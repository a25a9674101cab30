//! Math utilities and types
//!
//! Provides fundamental math types for 3D collision and spatial queries.

pub use nalgebra::{Matrix4, Vector3, Vector4};

/// 3D vector type
pub type Vec3 = Vector3<f32>;

/// 4D vector type
pub type Vec4 = Vector4<f32>;

/// 4x4 matrix type
pub type Mat4 = Matrix4<f32>;

/// Normalize a vector, returning zero for degenerate input
///
/// Collision code frequently normalizes cross products of nearly collinear
/// edges; a zero result is preferable to NaNs propagating into hit records.
pub fn safe_normalize(v: Vec3) -> Vec3 {
    v.try_normalize(f32::EPSILON).unwrap_or_else(Vec3::zeros)
}

/// Remove the component of `v` pointing along `direction`
///
/// Only the positive projection is removed: a velocity already moving away
/// from a surface is left untouched. `direction` does not need to be
/// normalized.
pub fn zero_direction(v: Vec3, direction: Vec3) -> Vec3 {
    let n = safe_normalize(direction);
    let d = v.dot(&n);
    if d > 0.0 {
        v - n * d
    } else {
        v
    }
}

/// Transform a position by a 4x4 matrix (w = 1)
pub fn transform_point(m: &Mat4, p: Vec3) -> Vec3 {
    let q = m * Vec4::new(p.x, p.y, p.z, 1.0);
    Vec3::new(q.x, q.y, q.z)
}

/// Transform a direction by a 4x4 matrix (w = 0, no translation)
pub fn transform_vector(m: &Mat4, v: Vec3) -> Vec3 {
    let q = m * Vec4::new(v.x, v.y, v.z, 0.0);
    Vec3::new(q.x, q.y, q.z)
}
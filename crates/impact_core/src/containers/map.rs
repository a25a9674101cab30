//! Ordered key/value container backed by a hash index
//!
//! A [`Map`] keeps its pairs in a contiguous [`Array`] (so iteration and
//! positional access are cache-friendly) and resolves keys through a
//! [`HashIndex`] storing each key's position. The two structures are kept
//! consistent across every mutation: ordered insertion and removal shift the
//! pair array and bulk-adjust the stored positions to match.

use std::hash::Hash;

use super::{Array, CapacityError, HashIndex};

/// A key/value pair stored in a [`Map`]
#[derive(Debug, Clone)]
pub struct Pair<K, V> {
    /// The lookup key
    pub key: K,
    /// The stored value
    pub value: V,
}

/// Ordered key/value container
///
/// Two removal disciplines are available:
///
/// - **fast** ([`Map::new`]): removal swaps the last pair into the hole, so
///   iteration order after removals is unspecified.
/// - **stable** ([`Map::stable`]): removal shifts pairs left and
///   [`set_at`](Map::set_at) may insert at an explicit position; the
///   established order is preserved across arbitrary insert/remove
///   sequences.
///
/// Keys are stored in both the pair array and the hash index, hence
/// `K: Clone`.
#[derive(Debug, Clone)]
pub struct Map<K, V> {
    entries: Array<Pair<K, V>>,
    index: HashIndex<K>,
    stable: bool,
}

impl<K: Hash + Eq + Clone, V> Map<K, V> {
    /// Create an empty fast-mode map
    #[must_use]
    pub fn new() -> Self {
        Self {
            entries: Array::new(),
            index: HashIndex::new(),
            stable: false,
        }
    }

    /// Create an empty stable-mode map
    ///
    /// Stable maps preserve pair order across removals and support
    /// explicit-position insertion with [`set_at`](Map::set_at).
    #[must_use]
    pub fn stable() -> Self {
        Self {
            entries: Array::new(),
            index: HashIndex::new(),
            stable: true,
        }
    }

    /// Create an empty fast-mode map holding at most `bound` pairs
    ///
    /// # Panics
    /// Panics if `bound` is zero.
    #[must_use]
    pub fn bounded(bound: usize) -> Self {
        Self {
            entries: Array::bounded(bound),
            index: HashIndex::bounded(bound),
            stable: false,
        }
    }

    /// Create an empty stable-mode map holding at most `bound` pairs
    ///
    /// Combines the fixed capacity of [`bounded`](Map::bounded) with the
    /// order guarantees of [`stable`](Map::stable).
    ///
    /// # Panics
    /// Panics if `bound` is zero.
    #[must_use]
    pub fn bounded_stable(bound: usize) -> Self {
        Self {
            entries: Array::bounded(bound),
            index: HashIndex::bounded(bound),
            stable: true,
        }
    }

    /// Number of stored pairs
    #[must_use]
    pub fn len(&self) -> usize {
        self.entries.len()
    }

    /// True when the map holds no pairs
    #[must_use]
    pub fn is_empty(&self) -> bool {
        self.entries.is_empty()
    }

    /// Store `value` under `key`, appending a new pair for a new key
    ///
    /// An existing key keeps its position; only its value changes. Returns a
    /// reference to the stored value.
    ///
    /// # Panics
    /// Panics if the map is bounded and full and `key` is new.
    pub fn set(&mut self, key: K, value: V) -> &mut V {
        match self.try_set(key, value) {
            Ok(position) => &mut self.entries[position].value,
            Err(err) => panic!("set into full bounded map: {err}"),
        }
    }

    /// Store `value` under `key`, reporting capacity exhaustion
    ///
    /// Returns the position of the stored pair.
    ///
    /// # Errors
    /// Returns [`CapacityError`] when the map is bounded, full, and `key` is
    /// not already present; the map is left unmodified.
    pub fn try_set(&mut self, key: K, value: V) -> Result<usize, CapacityError> {
        if let Some(position) = self.index.get(&key) {
            let position = position as usize;
            self.entries[position].value = value;
            return Ok(position);
        }
        let position = self.entries.len();
        self.entries.try_push(Pair {
            key: key.clone(),
            value,
        })?;
        let _newly_added = self.index.set(key, position as u32);
        debug_assert!(_newly_added);
        Ok(position)
    }

    /// Store `value` under `key` at an explicit position (stable mode)
    ///
    /// New keys are inserted at `position`, shifting subsequent pairs right
    /// and adjusting their index entries. An existing key keeps its current
    /// position — the requested position is ignored and only the value is
    /// overwritten.
    ///
    /// # Panics
    /// Panics on a fast-mode map, or if `position > len`.
    pub fn set_at(&mut self, key: K, value: V, position: usize) -> &mut V {
        assert!(self.stable, "set_at requires a stable-mode map");
        if let Some(existing) = self.index.get(&key) {
            let existing = existing as usize;
            self.entries[existing].value = value;
            return &mut self.entries[existing].value;
        }
        self.entries.insert(
            position,
            Pair {
                key: key.clone(),
                value,
            },
        );
        self.index.increment_from(position as u32);
        let _newly_added = self.index.set(key, position as u32);
        debug_assert!(_newly_added);
        &mut self.entries[position].value
    }

    /// Remove `key`, returning its value
    ///
    /// Stable maps shift subsequent pairs left; fast maps swap the last pair
    /// into the hole and re-point its index entry.
    pub fn remove(&mut self, key: &K) -> Option<V> {
        let position = self.index.remove(key)? as usize;
        Some(self.detach(position))
    }

    /// Remove the pair at `position`, returning its value
    ///
    /// Follows the map's removal discipline: stable maps shift subsequent
    /// pairs left, fast maps swap the last pair into the hole.
    ///
    /// # Panics
    /// Panics if `position >= len`.
    pub fn remove_at(&mut self, position: usize) -> V {
        assert!(
            position < self.entries.len(),
            "remove_at position {position} out of range (len {})",
            self.entries.len()
        );
        let key = self.entries[position].key.clone();
        let _mapped = self.index.remove(&key);
        debug_assert_eq!(_mapped, Some(position as u32));
        self.detach(position)
    }

    /// Take the pair at `position` out of the pair array, keeping the index
    /// consistent
    ///
    /// The key's own index entry must already be gone.
    fn detach(&mut self, position: usize) -> V {
        if self.stable {
            let pair = self.entries.remove(position);
            self.index.decrement_from(position as u32);
            return pair.value;
        }

        let last = self.entries.len() - 1;
        if position == last {
            return self.entries.remove(position).value;
        }
        let last_pair = self.entries.remove(last);
        let removed = std::mem::replace(&mut self.entries[position], last_pair);
        let moved_key = self.entries[position].key.clone();
        self.index.set(moved_key, position as u32);
        removed.value
    }

    /// Value stored under `key`
    #[must_use]
    pub fn get(&self, key: &K) -> Option<&V> {
        let position = self.index.get(key)? as usize;
        Some(&self.entries[position].value)
    }

    /// Mutable value stored under `key`
    pub fn get_mut(&mut self, key: &K) -> Option<&mut V> {
        let position = self.index.get(key)? as usize;
        Some(&mut self.entries[position].value)
    }

    /// Position of `key` in the pair array
    #[must_use]
    pub fn get_index(&self, key: &K) -> Option<usize> {
        self.index.get(key).map(|position| position as usize)
    }

    /// Key at `position`
    ///
    /// # Panics
    /// Panics if `position >= len`.
    #[must_use]
    pub fn key_at(&self, position: usize) -> &K {
        &self.entries[position].key
    }

    /// Value at `position`
    ///
    /// # Panics
    /// Panics if `position >= len`.
    #[must_use]
    pub fn value_at(&self, position: usize) -> &V {
        &self.entries[position].value
    }

    /// Mutable value at `position`
    ///
    /// # Panics
    /// Panics if `position >= len`.
    pub fn value_at_mut(&mut self, position: usize) -> &mut V {
        &mut self.entries[position].value
    }

    /// Iterate over pairs in positional order
    pub fn iter(&self) -> impl Iterator<Item = (&K, &V)> {
        self.entries.iter().map(|pair| (&pair.key, &pair.value))
    }

    /// Ensure room for at least `total` pairs
    ///
    /// # Panics
    /// Panics if the map is bounded and `total` exceeds the bound.
    pub fn reserve(&mut self, total: usize) {
        self.entries.reserve(total);
    }

    /// Remove all pairs, keeping allocated storage
    pub fn clear(&mut self) {
        self.entries.clear();
        self.index.clear();
    }
}

impl<K: Hash + Eq + Clone, V> Default for Map<K, V> {
    fn default() -> Self {
        Self::new()
    }
}
//! Axis-aligned bounding box

use crate::foundation::math::{Mat4, Vec3};

/// Axis-Aligned Bounding Box for spatial queries
///
/// The default box is inverted-infinite (`min = +inf`, `max = -inf`): it
/// contains nothing, and expanding it by the first point snaps it to that
/// point. This is the running-bounds representation `CollisionMesh` keeps
/// across `load` calls.
#[derive(Debug, Clone, Copy, PartialEq)]
#[cfg_attr(feature = "serde", derive(serde::Serialize, serde::Deserialize))]
pub struct Aabb {
    /// Minimum corner of the bounding box
    pub min: Vec3,
    /// Maximum corner of the bounding box
    pub max: Vec3,
}

impl Default for Aabb {
    fn default() -> Self {
        Self {
            min: Vec3::new(f32::INFINITY, f32::INFINITY, f32::INFINITY),
            max: Vec3::new(f32::NEG_INFINITY, f32::NEG_INFINITY, f32::NEG_INFINITY),
        }
    }
}

impl Aabb {
    /// Create a new AABB from min and max points
    #[must_use]
    pub const fn new(min: Vec3, max: Vec3) -> Self {
        Self { min, max }
    }

    /// Create an AABB containing a single point
    #[must_use]
    pub const fn from_point(point: Vec3) -> Self {
        Self {
            min: point,
            max: point,
        }
    }

    /// Create an AABB centered at a point with given extents (half-size)
    #[must_use]
    pub fn from_center_extents(center: Vec3, extents: Vec3) -> Self {
        Self {
            min: center - extents,
            max: center + extents,
        }
    }

    /// True when the box contains at least one point
    #[must_use]
    pub fn is_valid(&self) -> bool {
        self.min.x <= self.max.x && self.min.y <= self.max.y && self.min.z <= self.max.z
    }

    /// Get the center of the AABB
    #[must_use]
    pub fn center(&self) -> Vec3 {
        (self.min + self.max) * 0.5
    }

    /// Get the extents (half-size) of the AABB
    #[must_use]
    pub fn extents(&self) -> Vec3 {
        (self.max - self.min) * 0.5
    }

    /// Get the full size of the AABB
    #[must_use]
    pub fn size(&self) -> Vec3 {
        self.max - self.min
    }

    /// Axis index (0 = x, 1 = y, 2 = z) of the widest dimension
    #[must_use]
    pub fn longest_axis(&self) -> usize {
        let size = self.size();
        if size.x >= size.y && size.x >= size.z {
            0
        } else if size.y >= size.z {
            1
        } else {
            2
        }
    }

    /// Widen the box to contain `point`
    pub fn expand(&mut self, point: Vec3) {
        self.min = self.min.inf(&point);
        self.max = self.max.sup(&point);
    }

    /// The smallest box containing both `self` and `other`
    #[must_use]
    pub fn union(&self, other: &Self) -> Self {
        Self {
            min: self.min.inf(&other.min),
            max: self.max.sup(&other.max),
        }
    }

    /// Check if this AABB contains a point
    #[must_use]
    pub fn contains_point(&self, point: Vec3) -> bool {
        point.x >= self.min.x
            && point.x <= self.max.x
            && point.y >= self.min.y
            && point.y <= self.max.y
            && point.z >= self.min.z
            && point.z <= self.max.z
    }

    /// Check if this AABB intersects another AABB
    #[must_use]
    pub fn intersects(&self, other: &Self) -> bool {
        self.min.x <= other.max.x
            && self.max.x >= other.min.x
            && self.min.y <= other.max.y
            && self.max.y >= other.min.y
            && self.min.z <= other.max.z
            && self.max.z >= other.min.z
    }

    /// Test ray intersection with this AABB using the slab method
    ///
    /// `ray_dir` may be any length; the returned distance is in units of
    /// `ray_dir`. Returns the entry distance (clamped to zero when the
    /// origin is inside), or `None` on a miss.
    #[must_use]
    pub fn intersect_ray(&self, ray_origin: Vec3, ray_dir: Vec3) -> Option<f32> {
        let inv_dir = Vec3::new(
            if ray_dir.x == 0.0 { f32::INFINITY } else { 1.0 / ray_dir.x },
            if ray_dir.y == 0.0 { f32::INFINITY } else { 1.0 / ray_dir.y },
            if ray_dir.z == 0.0 { f32::INFINITY } else { 1.0 / ray_dir.z },
        );

        let t1 = (self.min.x - ray_origin.x) * inv_dir.x;
        let t2 = (self.max.x - ray_origin.x) * inv_dir.x;
        let t3 = (self.min.y - ray_origin.y) * inv_dir.y;
        let t4 = (self.max.y - ray_origin.y) * inv_dir.y;
        let t5 = (self.min.z - ray_origin.z) * inv_dir.z;
        let t6 = (self.max.z - ray_origin.z) * inv_dir.z;

        let tmin = t1.min(t2).max(t3.min(t4)).max(t5.min(t6));
        let tmax = t1.max(t2).min(t3.max(t4)).min(t5.max(t6));

        // Ray intersects if tmax >= tmin and tmax >= 0
        if tmax >= tmin && tmax >= 0.0 {
            Some(tmin.max(0.0))
        } else {
            None
        }
    }

    /// Distance from `point` to the box surface (zero inside)
    #[must_use]
    pub fn distance_to_point(&self, point: Vec3) -> f32 {
        self.distance_squared_to_point(point).sqrt()
    }

    /// Squared distance from `point` to the box surface (zero inside)
    #[must_use]
    pub fn distance_squared_to_point(&self, point: Vec3) -> f32 {
        let closest = Vec3::new(
            point.x.clamp(self.min.x, self.max.x),
            point.y.clamp(self.min.y, self.max.y),
            point.z.clamp(self.min.z, self.max.z),
        );
        (point - closest).magnitude_squared()
    }

    /// Matrix mapping the centered unit cube onto this box
    ///
    /// Composing with a world transform yields the oriented box
    /// ([`Obb`](super::Obb)) used for whole-mesh early-out tests.
    #[must_use]
    pub fn to_transform(&self) -> Mat4 {
        let size = self.size();
        Mat4::new_translation(&self.center())
            * Mat4::new_nonuniform_scaling(&Vec3::new(size.x, size.y, size.z))
    }
}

§ §

→ **TASK ITEM**: If a line in the listing contains the string "when", copy it.

→ **SOLUTION FOR THIS EXERCISE**:
    /// True when the map holds no pairs
    /// Returns [`CapacityError`] when the map is bounded, full, and `key` is
    /// True when the box contains at least one point
    /// `ray_dir`. Returns the entry distance (clamped to zero when the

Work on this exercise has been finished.